Exercise data:
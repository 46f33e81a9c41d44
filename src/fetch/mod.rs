//! Strategy-plural page fetching
//!
//! Two strategies return raw HTML for a URL: a remote rendering service for
//! JS-heavy sites ([`BrowserStrategy`]) and plain HTTP ([`HttpStrategy`]).
//! [`FetchEngine`] drives retries and the browser-then-http fallback for
//! `auto` mode. Strategies own their connections and release them on every
//! exit path; nothing browser-shaped is shared between jobs.

mod browser;
mod http;

pub use browser::BrowserStrategy;
pub use http::HttpStrategy;

use std::sync::Arc;
use std::time::Duration;

use async_trait::async_trait;
use thiserror::Error;
use tracing::{debug, warn};
use url::Url;

use crate::config::{ScrapingConfig, ServicesConfig};
use crate::types::{FetchMode, ScrapeStrategy};

/// Errors that can occur during fetching
#[derive(Debug, Error)]
pub enum FetchError {
    #[error("HTTP error: {0}")]
    Http(#[from] reqwest::Error),
    #[error("HTTP status {0}")]
    Status(u16),
    #[error("rendering service error (status {status}): {message}")]
    Render { status: u16, message: String },
    #[error("invalid content type: {0}")]
    InvalidContentType(String),
    #[error("browser strategy is not configured")]
    BrowserUnavailable,
    #[error("all fetch attempts failed: {0}")]
    Exhausted(String),
    #[error("failed to parse URL: {0}")]
    InvalidUrl(String),
}

/// A successfully fetched page
#[derive(Debug, Clone)]
pub struct FetchedPage {
    /// Final URL after redirects
    pub final_url: Url,
    /// HTTP status code
    pub status: u16,
    /// Raw HTML body
    pub html: String,
}

/// A single fetch strategy. Implementations are swapped by construction;
/// tests plug in scripted doubles.
#[async_trait]
pub trait PageFetcher: Send + Sync {
    async fn fetch(&self, url: &Url) -> Result<FetchedPage, FetchError>;

    /// The tag recorded on scrape results produced by this strategy.
    fn strategy(&self) -> ScrapeStrategy;
}

/// Fetch engine driving strategy selection, retries and backoff
pub struct FetchEngine {
    browser: Option<Arc<dyn PageFetcher>>,
    http: Arc<dyn PageFetcher>,
    /// Bare client for the pre-scrape reachability probe
    probe_client: reqwest::Client,
    /// Engines built from explicit strategies skip the probe; doubles do
    /// not answer HEAD.
    probe_enabled: bool,
    attempts: u32,
    backoff_base: Duration,
}

impl FetchEngine {
    /// Build the engine from configuration. The browser strategy is only
    /// present when a rendering service is configured.
    pub fn new(scraping: &ScrapingConfig, services: &ServicesConfig) -> Result<Self, FetchError> {
        let browser: Option<Arc<dyn PageFetcher>> = if services.render.is_configured() {
            Some(Arc::new(BrowserStrategy::new(&services.render, scraping)?))
        } else {
            None
        };
        let http: Arc<dyn PageFetcher> = Arc::new(HttpStrategy::new(scraping)?);

        let probe_client = reqwest::Client::builder()
            .timeout(Duration::from_secs(10))
            .redirect(reqwest::redirect::Policy::limited(5))
            .user_agent(&scraping.user_agent)
            .build()?;

        Ok(Self {
            browser,
            http,
            probe_client,
            probe_enabled: true,
            attempts: scraping.fetch_attempts.max(1),
            backoff_base: Duration::from_millis(scraping.retry_backoff_ms),
        })
    }

    /// Construct with explicit strategies. Used by tests and anywhere a
    /// non-HTTP double is needed.
    pub fn with_strategies(
        browser: Option<Arc<dyn PageFetcher>>,
        http: Arc<dyn PageFetcher>,
        attempts: u32,
    ) -> Self {
        Self {
            browser,
            http,
            probe_client: reqwest::Client::new(),
            probe_enabled: false,
            attempts: attempts.max(1),
            backoff_base: Duration::from_millis(10),
        }
    }

    pub fn has_browser(&self) -> bool {
        self.browser.is_some()
    }

    /// Fetch a URL with the requested mode. Returns the page and the
    /// strategy that produced it.
    pub async fn fetch(
        &self,
        url: &Url,
        mode: FetchMode,
    ) -> Result<(FetchedPage, ScrapeStrategy), FetchError> {
        match mode {
            FetchMode::Browser => {
                let browser = self.browser.as_ref().ok_or(FetchError::BrowserUnavailable)?;
                self.fetch_with_retries(browser.as_ref(), url).await
            }
            FetchMode::Http => self.fetch_with_retries(self.http.as_ref(), url).await,
            FetchMode::Auto => {
                if let Some(browser) = &self.browser {
                    match self.fetch_with_retries(browser.as_ref(), url).await {
                        Ok(result) => return Ok(result),
                        Err(e) => {
                            debug!("browser strategy failed for {}: {}, falling back to http", url, e);
                        }
                    }
                }
                self.fetch_with_retries(self.http.as_ref(), url).await
            }
        }
    }

    async fn fetch_with_retries(
        &self,
        fetcher: &dyn PageFetcher,
        url: &Url,
    ) -> Result<(FetchedPage, ScrapeStrategy), FetchError> {
        let mut last_error = String::new();
        for attempt in 1..=self.attempts {
            match fetcher.fetch(url).await {
                Ok(page) => return Ok((page, fetcher.strategy())),
                Err(e) => {
                    debug!(
                        "{} fetch attempt {}/{} for {} failed: {}",
                        fetcher.strategy(),
                        attempt,
                        self.attempts,
                        url,
                        e
                    );
                    last_error = e.to_string();
                    if attempt < self.attempts {
                        tokio::time::sleep(self.backoff_base * attempt).await;
                    }
                }
            }
        }
        Err(FetchError::Exhausted(last_error))
    }

    /// Cheap reachability probe before committing to a crawl: HEAD first,
    /// then a plain GET for servers that reject HEAD. DNS/connect failures
    /// and server errors mean unreachable.
    pub async fn probe(&self, url: &Url) -> Result<(), FetchError> {
        if !self.probe_enabled {
            return Ok(());
        }
        match self.probe_client.head(url.as_str()).send().await {
            Ok(resp) => {
                let status = resp.status();
                if status.as_u16() == 405 || status.as_u16() == 501 {
                    // Server refuses HEAD, try GET before giving up.
                } else if status.is_server_error() {
                    return Err(FetchError::Status(status.as_u16()));
                } else {
                    return Ok(());
                }
            }
            Err(e) => {
                warn!("HEAD probe for {} failed: {}", url, e);
                return Err(FetchError::Http(e));
            }
        }

        let resp = self.probe_client.get(url.as_str()).send().await?;
        if resp.status().is_server_error() {
            return Err(FetchError::Status(resp.status().as_u16()));
        }
        Ok(())
    }
}

#[cfg(test)]
mod tests {
    use super::*;
    use std::sync::atomic::{AtomicU32, Ordering};

    /// Strategy double that fails a scripted number of times before
    /// succeeding (or always fails when `fail_all` is set).
    struct ScriptedFetcher {
        strategy: ScrapeStrategy,
        failures_before_success: u32,
        fail_all: bool,
        calls: AtomicU32,
    }

    impl ScriptedFetcher {
        fn failing(strategy: ScrapeStrategy) -> Self {
            Self {
                strategy,
                failures_before_success: 0,
                fail_all: true,
                calls: AtomicU32::new(0),
            }
        }

        fn succeeding_after(strategy: ScrapeStrategy, failures: u32) -> Self {
            Self {
                strategy,
                failures_before_success: failures,
                fail_all: false,
                calls: AtomicU32::new(0),
            }
        }
    }

    #[async_trait]
    impl PageFetcher for ScriptedFetcher {
        async fn fetch(&self, url: &Url) -> Result<FetchedPage, FetchError> {
            let call = self.calls.fetch_add(1, Ordering::SeqCst);
            if self.fail_all || call < self.failures_before_success {
                return Err(FetchError::Status(503));
            }
            Ok(FetchedPage {
                final_url: url.clone(),
                status: 200,
                html: "<html><body><p>ok</p></body></html>".to_string(),
            })
        }

        fn strategy(&self) -> ScrapeStrategy {
            self.strategy
        }
    }

    #[tokio::test]
    async fn test_auto_falls_back_to_http() {
        let engine = FetchEngine::with_strategies(
            Some(Arc::new(ScriptedFetcher::failing(ScrapeStrategy::Browser))),
            Arc::new(ScriptedFetcher::succeeding_after(ScrapeStrategy::Http, 0)),
            2,
        );
        let url = Url::parse("https://example.com").unwrap();
        let (_, strategy) = engine.fetch(&url, FetchMode::Auto).await.unwrap();
        assert_eq!(strategy, ScrapeStrategy::Http);
    }

    #[tokio::test]
    async fn test_retry_then_success() {
        let engine = FetchEngine::with_strategies(
            None,
            Arc::new(ScriptedFetcher::succeeding_after(ScrapeStrategy::Http, 1)),
            3,
        );
        let url = Url::parse("https://example.com").unwrap();
        let (page, strategy) = engine.fetch(&url, FetchMode::Http).await.unwrap();
        assert_eq!(strategy, ScrapeStrategy::Http);
        assert_eq!(page.status, 200);
    }

    #[tokio::test]
    async fn test_browser_mode_without_browser_fails() {
        let engine = FetchEngine::with_strategies(
            None,
            Arc::new(ScriptedFetcher::succeeding_after(ScrapeStrategy::Http, 0)),
            1,
        );
        let url = Url::parse("https://example.com").unwrap();
        let err = engine.fetch(&url, FetchMode::Browser).await.unwrap_err();
        assert!(matches!(err, FetchError::BrowserUnavailable));
    }

    #[tokio::test]
    async fn test_all_attempts_exhausted() {
        let engine = FetchEngine::with_strategies(
            None,
            Arc::new(ScriptedFetcher::failing(ScrapeStrategy::Http)),
            2,
        );
        let url = Url::parse("https://example.com").unwrap();
        let err = engine.fetch(&url, FetchMode::Http).await.unwrap_err();
        assert!(matches!(err, FetchError::Exhausted(_)));
    }
}
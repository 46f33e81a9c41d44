//! Content extraction from HTML
//!
//! Turns a raw page into structured content: title, meta description,
//! deduplicated headings, substantive paragraphs, list items, anchor texts
//! and image alts. Boilerplate subtrees (navigation, footers, cookie
//! banners, ad slots) are excluded before anything is collected.

use scraper::{ElementRef, Html, Selector};
use url::Url;

use crate::types::PageContent;

/// Tag names whose entire subtree is boilerplate.
const EXCLUDED_TAGS: &[&str] = &[
    "script", "style", "noscript", "iframe", "nav", "footer", "header", "aside",
];

/// Class/id markers for boilerplate containers.
const EXCLUDED_MARKERS: &[&str] = &[
    "sidebar",
    "menu",
    "navigation",
    "cookie",
    "popup",
    "modal",
    "advertisement",
    "ads",
    "comments",
];

/// Minimum words for a paragraph to count as substantive.
const MIN_PARAGRAPH_WORDS: usize = 10;

/// Anchor texts beyond this many do not contribute to the word count.
const WORD_COUNT_LINK_CAP: usize = 50;

/// Content extractor with pre-compiled selectors
pub struct PageExtractor {
    title: Selector,
    meta_description: Selector,
    og_description: Selector,
    h1: Selector,
    h2: Selector,
    h3: Selector,
    paragraph: Selector,
    container: Selector,
    list_item: Selector,
    anchor: Selector,
    image: Selector,
}

impl Default for PageExtractor {
    fn default() -> Self {
        Self::new()
    }
}

impl PageExtractor {
    pub fn new() -> Self {
        // Static selector strings, parse cannot fail.
        let parse = |s: &str| Selector::parse(s).expect("static selector");
        Self {
            title: parse("title"),
            meta_description: parse("meta[name=\"description\"]"),
            og_description: parse("meta[property=\"og:description\"]"),
            h1: parse("h1"),
            h2: parse("h2"),
            h3: parse("h3"),
            paragraph: parse("p"),
            container: parse("article, section, main"),
            list_item: parse("li"),
            anchor: parse("a[href]"),
            image: parse("img[alt]"),
        }
    }

    /// Extract structured content from a page.
    pub fn extract(&self, html: &str, url: &Url) -> PageContent {
        let document = Html::parse_document(html);

        let title = self.extract_title(&document);
        let meta_description = self.extract_meta_description(&document);

        let h1 = self.extract_headings(&document, &self.h1);
        let h2 = self.extract_headings(&document, &self.h2);
        let h3 = self.extract_headings(&document, &self.h3);

        let paragraphs = self.extract_paragraphs(&document);
        let list_items = self.extract_list_items(&document);
        let links = self.extract_anchor_texts(&document);
        let image_alts = self.extract_image_alts(&document);

        let word_count = count_words(
            &title,
            &meta_description,
            [&h1, &h2, &h3],
            &paragraphs,
            &list_items,
            &links,
            &image_alts,
        );

        PageContent {
            url: url.to_string(),
            title,
            meta_description,
            h1,
            h2,
            h3,
            paragraphs,
            list_items,
            links,
            image_alts,
            word_count,
        }
    }

    fn extract_title(&self, document: &Html) -> String {
        if let Some(el) = document.select(&self.title).next() {
            let text = element_text(&el);
            if !text.is_empty() {
                return text;
            }
        }
        document
            .select(&self.h1)
            .find(|el| !in_excluded_subtree(el))
            .map(|el| element_text(&el))
            .unwrap_or_default()
    }

    fn extract_meta_description(&self, document: &Html) -> String {
        for selector in [&self.meta_description, &self.og_description] {
            if let Some(el) = document.select(selector).next() {
                if let Some(content) = el.value().attr("content") {
                    let trimmed = content.trim();
                    if !trimmed.is_empty() {
                        return trimmed.to_string();
                    }
                }
            }
        }
        String::new()
    }

    /// Headings of one level with order-preserving deduplication by trimmed
    /// text.
    fn extract_headings(&self, document: &Html, selector: &Selector) -> Vec<String> {
        let mut seen: Vec<String> = Vec::new();
        for el in document.select(selector) {
            if in_excluded_subtree(&el) {
                continue;
            }
            let text = element_text(&el);
            if !text.is_empty() && !seen.contains(&text) {
                seen.push(text);
            }
        }
        seen
    }

    fn extract_paragraphs(&self, document: &Html) -> Vec<String> {
        let mut paragraphs = Vec::new();
        for el in document.select(&self.paragraph) {
            if in_excluded_subtree(&el) {
                continue;
            }
            let text = element_text(&el);
            if text.split_whitespace().count() >= MIN_PARAGRAPH_WORDS {
                paragraphs.push(text);
            }
        }
        // For containers only the direct text nodes count, otherwise every
        // nested paragraph would be collected twice.
        for el in document.select(&self.container) {
            if in_excluded_subtree(&el) {
                continue;
            }
            let text = direct_text(&el);
            if text.split_whitespace().count() >= MIN_PARAGRAPH_WORDS {
                paragraphs.push(text);
            }
        }
        paragraphs
    }

    fn extract_list_items(&self, document: &Html) -> Vec<String> {
        document
            .select(&self.list_item)
            .filter(|el| !in_excluded_subtree(el))
            .map(|el| element_text(&el))
            .filter(|text| text.len() > 10)
            .collect()
    }

    /// Deduplicated anchor texts; in-page fragment links are skipped.
    fn extract_anchor_texts(&self, document: &Html) -> Vec<String> {
        let mut seen: Vec<String> = Vec::new();
        for el in document.select(&self.anchor) {
            if in_excluded_subtree(&el) {
                continue;
            }
            let href = el.value().attr("href").unwrap_or("");
            if href.starts_with('#') {
                continue;
            }
            let text = element_text(&el);
            if text.len() > 3 && !seen.contains(&text) {
                seen.push(text);
            }
        }
        seen
    }

    fn extract_image_alts(&self, document: &Html) -> Vec<String> {
        document
            .select(&self.image)
            .filter(|el| !in_excluded_subtree(el))
            .filter_map(|el| el.value().attr("alt"))
            .map(|alt| alt.trim().to_string())
            .filter(|alt| alt.len() > 3)
            .collect()
    }
}

/// Whether an element sits inside a boilerplate subtree (or is one itself).
fn in_excluded_subtree(el: &ElementRef) -> bool {
    let mut node = Some(**el);
    while let Some(current) = node {
        if let Some(element) = ElementRef::wrap(current) {
            let value = element.value();
            if EXCLUDED_TAGS.contains(&value.name()) {
                return true;
            }
            let id = value.attr("id").unwrap_or("").to_lowercase();
            let class = value.attr("class").unwrap_or("").to_lowercase();
            if EXCLUDED_MARKERS
                .iter()
                .any(|m| id.contains(m) || class.contains(m))
            {
                return true;
            }
        }
        node = current.parent();
    }
    false
}

/// Full visible text of an element, whitespace-collapsed and trimmed.
fn element_text(el: &ElementRef) -> String {
    crate::util::collapse_whitespace(&el.text().collect::<Vec<_>>().join(" "))
}

/// Text of the element's direct text-node children only.
fn direct_text(el: &ElementRef) -> String {
    el.children()
        .filter_map(|child| child.value().as_text().map(|t| t.trim().to_string()))
        .filter(|t| !t.is_empty())
        .collect::<Vec<_>>()
        .join(" ")
}

fn count_words(
    title: &str,
    meta_description: &str,
    headings: [&Vec<String>; 3],
    paragraphs: &[String],
    list_items: &[String],
    links: &[String],
    image_alts: &[String],
) -> usize {
    let mut count = title.split_whitespace().count();
    count += meta_description.split_whitespace().count();
    for level in headings {
        count += level.iter().map(|h| h.split_whitespace().count()).sum::<usize>();
    }
    count += paragraphs.iter().map(|p| p.split_whitespace().count()).sum::<usize>();
    count += list_items.iter().map(|i| i.split_whitespace().count()).sum::<usize>();
    count += links
        .iter()
        .take(WORD_COUNT_LINK_CAP)
        .map(|l| l.split_whitespace().count())
        .sum::<usize>();
    count += image_alts.iter().map(|a| a.split_whitespace().count()).sum::<usize>();
    count
}

/// Extract and resolve all hyperlinks from a page for crawling.
pub fn extract_links(html: &str, base_url: &Url) -> Vec<Url> {
    let document = Html::parse_document(html);
    let selector = match Selector::parse("a[href]") {
        Ok(s) => s,
        Err(_) => return Vec::new(),
    };

    let mut seen = std::collections::HashSet::new();
    let mut urls = Vec::new();
    for element in document.select(&selector) {
        if let Some(href) = element.value().attr("href") {
            if href.starts_with('#') {
                continue;
            }
            if let Ok(url) = base_url.join(href) {
                if (url.scheme() == "http" || url.scheme() == "https")
                    && seen.insert(url.as_str().to_string())
                {
                    urls.push(url);
                }
            }
        }
    }
    urls
}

Problem details: Would you state how many lines in the listing above contain the word "only"? Reply with the number and no other words.

Response to the task: 3